New York Attorney General Andrew Cuomo announced last week that his office had beaten a $1 million “agreement” out of Verizon Wireless that will see the carrier compensate 13,000 customers it had summarily disconnected from their “unlimited” plans because they had taken the word to mean what it means.

Cuomo’s office found "that Verizon Wireless prominently marketed these plans as 'Unlimited,' without disclosing that common usages such as downloading movies or playing games online were prohibited. The company also cut off heavy Internet users for exceeding an undisclosed cap of usage per month."

A million bucks is essentially petty cash for a company this size -- the public-relations beating will likely prove more costly -- but the episode should nonetheless act as a deterrent for other carriers tempted to sprinkle their advertising with manure. At least that’s the theory.

As for Verizon’s take on the matter? Well, it was priceless:

"We are pleased to have cooperated with the New York Attorney General and to have voluntarily reached this agreement," a company spokesman told Associated Press. "When this was brought to our attention, we understood that advertising for our NationalAccess and BroadbandAccess services could provide more clarity."

See, it was all a big misunderstanding.

Here at Buzzblog we like to believe that we go out of our way to accept business-speak for what it is and to not immediately presume the worst about corporate intentions.

Such latitude, however, is not unlimited.

$2 a month? … Too much.

No one ever wants to pay anything for something they've been getting all along for free (hence the hokey old admonition about cows, milk and sex before marriage.)

So it should come as no surprise that 72% of respondents in a new survey by Parks Associates contend they would abandon their favorite social networking site altogether before paying a measly two bucks a month. The surprise is that almost 28% claim they would be willing to pony up.

But what people profess in polls and what they do in the privacy of their own Web browsers are not necessarily one and the same.

As predictable as that 72% may be, it says here that a bunch of those folks are not being truthful with themselves, the firm doing the poll or both, because if MySpace started charging $2 a month tomorrow there is no way in this or Second Life that three out of four MySpacers would just drop their precious pages and their friends like fifth-period French.

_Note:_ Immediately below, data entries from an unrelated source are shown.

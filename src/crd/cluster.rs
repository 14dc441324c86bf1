//! PostgresCluster CRD
//!
//! The replicated PostgreSQL cluster whose storage volumes this operator
//! keeps in shape. Instance serials are assigned by another controller and
//! reported in `status.instanceSerials`; this operator only reads them and
//! writes the `status.volumes` summary.

use crate::domain::ports::TopologyProvider;
use crate::error::{Error, Result};
use crate::volume::naming::validate_cluster_name;
use crate::volume::{DesiredTopology, RetentionPolicy, Role, StorageSpec};
use chrono::{DateTime, Utc};
use kube::{CustomResource, Resource, ResourceExt};
use schemars::JsonSchema;
use serde::{Deserialize, Serialize};
use std::collections::{BTreeMap, BTreeSet};

// =============================================================================
// PostgresCluster CRD
// =============================================================================

/// A replicated PostgreSQL cluster and the storage each instance needs
#[derive(CustomResource, Debug, Clone, Serialize, Deserialize, JsonSchema)]
#[kube(
    group = "pgvolume.io",
    version = "v1",
    kind = "PostgresCluster",
    plural = "postgresclusters",
    shortname = "pgc",
    status = "PostgresClusterStatus",
    printcolumn = r#"{"name": "Instances", "type": "integer", "jsonPath": ".spec.instances"}"#,
    printcolumn = r#"{"name": "Volumes", "type": "integer", "jsonPath": ".status.volumes.total"}"#,
    printcolumn = r#"{"name": "Ready", "type": "integer", "jsonPath": ".status.volumes.ready"}"#,
    printcolumn = r#"{"name": "Issues", "type": "integer", "jsonPath": ".status.volumes.issues"}"#,
    printcolumn = r#"{"name": "Age", "type": "date", "jsonPath": ".metadata.creationTimestamp"}"#,
    namespaced
)]
#[serde(rename_all = "camelCase")]
pub struct PostgresClusterSpec {
    /// Number of instances
    pub instances: u32,

    /// Primary data volume storage
    pub storage: ClusterStorage,

    /// Separate write-ahead log volume; WAL stays on the data volume when unset
    #[serde(default, skip_serializing_if = "Option::is_none")]
    pub wal_storage: Option<VolumeStorage>,

    /// Additional tablespaces, one volume each per instance
    #[serde(default, skip_serializing_if = "Vec::is_empty")]
    pub tablespaces: Vec<TablespaceSpec>,
}

// =============================================================================
// Sub-Types
// =============================================================================

/// How volumes of one role are provisioned
#[derive(Debug, Clone, Default, PartialEq, Eq, Serialize, Deserialize, JsonSchema)]
#[serde(rename_all = "camelCase")]
pub struct VolumeStorage {
    /// Requested size (e.g. "10Gi")
    pub size: String,

    /// Storage class name; platform default when unset
    #[serde(default, skip_serializing_if = "Option::is_none")]
    pub storage_class: Option<String>,

    /// Access modes; ReadWriteOnce when empty
    #[serde(default, skip_serializing_if = "Vec::is_empty")]
    pub access_modes: Vec<String>,
}

impl VolumeStorage {
    fn to_storage_spec(&self, cluster: &str, role: &Role) -> Result<StorageSpec> {
        if self.size.trim().is_empty() {
            return Err(Error::InvalidClusterSpec {
                cluster: cluster.to_string(),
                reason: format!("{} storage has no size", role),
            });
        }
        Ok(StorageSpec {
            size: self.size.trim().to_string(),
            storage_class: self.storage_class.clone(),
            access_modes: self.access_modes.clone(),
        })
    }
}

/// Primary storage plus the cluster-wide retention setting
#[derive(Debug, Clone, Default, PartialEq, Eq, Serialize, Deserialize, JsonSchema)]
#[serde(rename_all = "camelCase")]
pub struct ClusterStorage {
    #[serde(flatten)]
    pub volume: VolumeStorage,

    /// What happens to the volumes of removed instances; operator default when unset
    #[serde(default, skip_serializing_if = "Option::is_none")]
    pub volume_retention: Option<RetentionPolicy>,
}

/// A tablespace and its storage
#[derive(Debug, Clone, PartialEq, Eq, Serialize, Deserialize, JsonSchema)]
#[serde(rename_all = "camelCase")]
pub struct TablespaceSpec {
    /// Tablespace name (`[a-z_][a-z0-9_]*`)
    pub name: String,

    pub storage: VolumeStorage,
}

// =============================================================================
// Status
// =============================================================================

/// PostgresCluster status
#[derive(Debug, Clone, Default, PartialEq, Serialize, Deserialize, JsonSchema)]
#[serde(rename_all = "camelCase")]
pub struct PostgresClusterStatus {
    /// Serials of the cluster's instances, assigned by the instance controller
    #[serde(default, skip_serializing_if = "Vec::is_empty")]
    pub instance_serials: Vec<u32>,

    /// Volume summary written after every pass
    #[serde(default, skip_serializing_if = "Option::is_none")]
    pub volumes: Option<VolumeSummary>,
}

/// Per-pass summary of the cluster's volumes
#[derive(Debug, Clone, Default, PartialEq, Serialize, Deserialize, JsonSchema)]
#[serde(rename_all = "camelCase")]
pub struct VolumeSummary {
    /// Indexed volumes
    pub total: u32,
    pub ready: u32,
    pub initializing: u32,
    /// Volumes with an expansion in flight
    pub resizing: u32,
    /// Volumes of removed instances still present
    pub orphaned: u32,
    /// Warnings raised by the last pass
    pub issues: u32,
    /// Actions applied by the last pass
    pub applied: u32,
    /// Generation the summary was computed for
    #[serde(default, skip_serializing_if = "Option::is_none")]
    pub observed_generation: Option<i64>,
    #[serde(default, skip_serializing_if = "Option::is_none")]
    pub last_reconciled: Option<DateTime<Utc>>,
    /// Error that stopped the last pass, if any
    #[serde(default, skip_serializing_if = "Option::is_none")]
    pub message: Option<String>,
}

// =============================================================================
// Desired Topology
// =============================================================================

/// Serials the cluster should have
///
/// Assigned serials win when present: scale-down keeps the lowest
/// `instances` of them, scale-up extends past the highest. Without assigned
/// serials the cluster runs `1..=instances`.
pub fn desired_serials(instances: u32, assigned: &[u32]) -> Vec<u32> {
    let mut serials: Vec<u32> = assigned.iter().copied().filter(|s| *s > 0).collect();
    serials.sort_unstable();
    serials.dedup();

    if serials.is_empty() {
        return (1..=instances).collect();
    }

    serials.truncate(instances as usize);
    let mut next = serials.last().copied().unwrap_or(0);
    while serials.len() < instances as usize {
        next = match next.checked_add(1) {
            Some(n) => n,
            None => break,
        };
        serials.push(next);
    }
    serials
}

impl TopologyProvider for PostgresCluster {
    fn desired_topology(&self, fallback_retention: RetentionPolicy) -> Result<DesiredTopology> {
        let cluster = self.name_any();
        let invalid = |reason: String| Error::InvalidClusterSpec {
            cluster: cluster.clone(),
            reason,
        };

        validate_cluster_name(&cluster).map_err(invalid)?;
        let namespace = self
            .namespace()
            .ok_or_else(|| invalid("cluster must be namespaced".into()))?;

        let mut storage = BTreeMap::new();
        storage.insert(
            Role::PrimaryData,
            self.spec.storage.volume.to_storage_spec(&cluster, &Role::PrimaryData)?,
        );
        if let Some(wal) = &self.spec.wal_storage {
            storage.insert(
                Role::WriteAheadLog,
                wal.to_storage_spec(&cluster, &Role::WriteAheadLog)?,
            );
        }
        for tablespace in &self.spec.tablespaces {
            let role = Role::tablespace(tablespace.name.as_str()).map_err(invalid)?;
            let spec = tablespace.storage.to_storage_spec(&cluster, &role)?;
            if storage.insert(role, spec).is_some() {
                return Err(invalid(format!(
                    "tablespace {:?} is listed twice",
                    tablespace.name
                )));
            }
        }

        let assigned = self
            .status
            .as_ref()
            .map(|s| s.instance_serials.as_slice())
            .unwrap_or_default();
        let roles: BTreeSet<Role> = storage.keys().cloned().collect();
        let retention = self
            .spec
            .storage
            .volume_retention
            .unwrap_or(fallback_retention);

        let mut topology = DesiredTopology::new(cluster.clone(), namespace, retention);
        topology.instances = desired_serials(self.spec.instances, assigned)
            .into_iter()
            .map(|serial| (serial, roles.clone()))
            .collect();
        topology.storage = storage;
        if let Some(owner) = self.controller_owner_ref(&()) {
            topology = topology.with_owner(owner);
        }
        Ok(topology)
    }
}

#[cfg(test)]
mod tests {
    use super::*;
    use assert_matches::assert_matches;

    fn cluster(instances: u32) -> PostgresCluster {
        let mut cluster = PostgresCluster::new(
            "pg",
            PostgresClusterSpec {
                instances,
                storage: ClusterStorage {
                    volume: VolumeStorage {
                        size: "10Gi".into(),
                        ..Default::default()
                    },
                    volume_retention: None,
                },
                wal_storage: Some(VolumeStorage {
                    size: "2Gi".into(),
                    storage_class: Some("fast".into()),
                    ..Default::default()
                }),
                tablespaces: vec![TablespaceSpec {
                    name: "hot_data".into(),
                    storage: VolumeStorage {
                        size: "5Gi".into(),
                        ..Default::default()
                    },
                }],
            },
        );
        cluster.metadata.namespace = Some("db".into());
        cluster.metadata.uid = Some("4f1c".into());
        cluster
    }

    #[test]
    fn test_desired_serials() {
        assert_eq!(desired_serials(3, &[]), vec![1, 2, 3]);
        assert_eq!(desired_serials(0, &[]), Vec::<u32>::new());
        // scale-down keeps the lowest
        assert_eq!(desired_serials(2, &[7, 2, 5]), vec![2, 5]);
        // scale-up extends past the highest
        assert_eq!(desired_serials(4, &[2, 5]), vec![2, 5, 6, 7]);
        assert_eq!(desired_serials(2, &[0, 3, 3]), vec![3, 4]);
    }

    #[test]
    fn test_desired_topology_from_spec() {
        let topology = cluster(2).desired_topology(RetentionPolicy::Keep).unwrap();

        assert_eq!(topology.cluster, "pg");
        assert_eq!(topology.namespace, "db");
        assert_eq!(topology.retention, RetentionPolicy::Keep);
        assert_eq!(topology.instance_count(), 2);
        assert!(topology.wants(2, &Role::WriteAheadLog));
        assert!(topology.wants(1, &Role::Tablespace("hot_data".into())));
        assert_eq!(
            topology
                .storage_for(&Role::WriteAheadLog)
                .and_then(|s| s.storage_class.as_deref()),
            Some("fast")
        );
        assert_eq!(topology.owner_references.len(), 1);
        assert_eq!(topology.owner_references[0].kind, "PostgresCluster");
    }

    #[test]
    fn test_retention_override_and_assigned_serials() {
        let mut pg = cluster(1);
        pg.spec.storage.volume_retention = Some(RetentionPolicy::Delete);
        pg.status = Some(PostgresClusterStatus {
            instance_serials: vec![4, 9],
            volumes: None,
        });

        let topology = pg.desired_topology(RetentionPolicy::Keep).unwrap();
        assert_eq!(topology.retention, RetentionPolicy::Delete);
        assert_eq!(topology.instances.keys().copied().collect::<Vec<_>>(), vec![4]);
    }

    #[test]
    fn test_invalid_specs_are_rejected() {
        let mut pg = cluster(1);
        pg.spec.tablespaces.push(TablespaceSpec {
            name: "hot_data".into(),
            storage: VolumeStorage {
                size: "1Gi".into(),
                ..Default::default()
            },
        });
        assert_matches!(
            pg.desired_topology(RetentionPolicy::Keep),
            Err(Error::InvalidClusterSpec { .. })
        );

        let mut pg = cluster(1);
        pg.spec.tablespaces[0].name = "Bad-Name".into();
        assert_matches!(
            pg.desired_topology(RetentionPolicy::Keep),
            Err(Error::InvalidClusterSpec { .. })
        );

        let mut pg = cluster(1);
        pg.spec.storage.volume.size = " ".into();
        assert_matches!(
            pg.desired_topology(RetentionPolicy::Keep),
            Err(Error::InvalidClusterSpec { .. })
        );

        let mut pg = cluster(1);
        pg.metadata.namespace = None;
        assert!(pg.desired_topology(RetentionPolicy::Keep).is_err());
    }

    #[test]
    fn test_spec_deserializes_from_yaml() {
        let yaml = r#"
instances: 3
storage:
  size: 20Gi
  storageClass: standard
  volumeRetention: delete
walStorage:
  size: 4Gi
tablespaces:
  - name: archive
    storage:
      size: 100Gi
"#;
        let spec: PostgresClusterSpec = serde_yaml::from_str(yaml).unwrap();
        assert_eq!(spec.instances, 3);
        assert_eq!(spec.storage.volume.size, "20Gi");
        assert_eq!(spec.storage.volume.storage_class.as_deref(), Some("standard"));
        assert_eq!(spec.storage.volume_retention, Some(RetentionPolicy::Delete));
        assert_eq!(spec.tablespaces[0].name, "archive");
    }
}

There would be caterwauling and a meaningful number of defections, but I'm thinking it's more likely that three out four would pay to stay than three out of four would walk.

Two bucks a month? Heck, even to teenagers that's chump change these days.

Of course, the difficulty both with such surveys and disputing their conclusions is that there is really no way to settle the argument short of one of these sites actually asking for $2 a month. That's unlikely.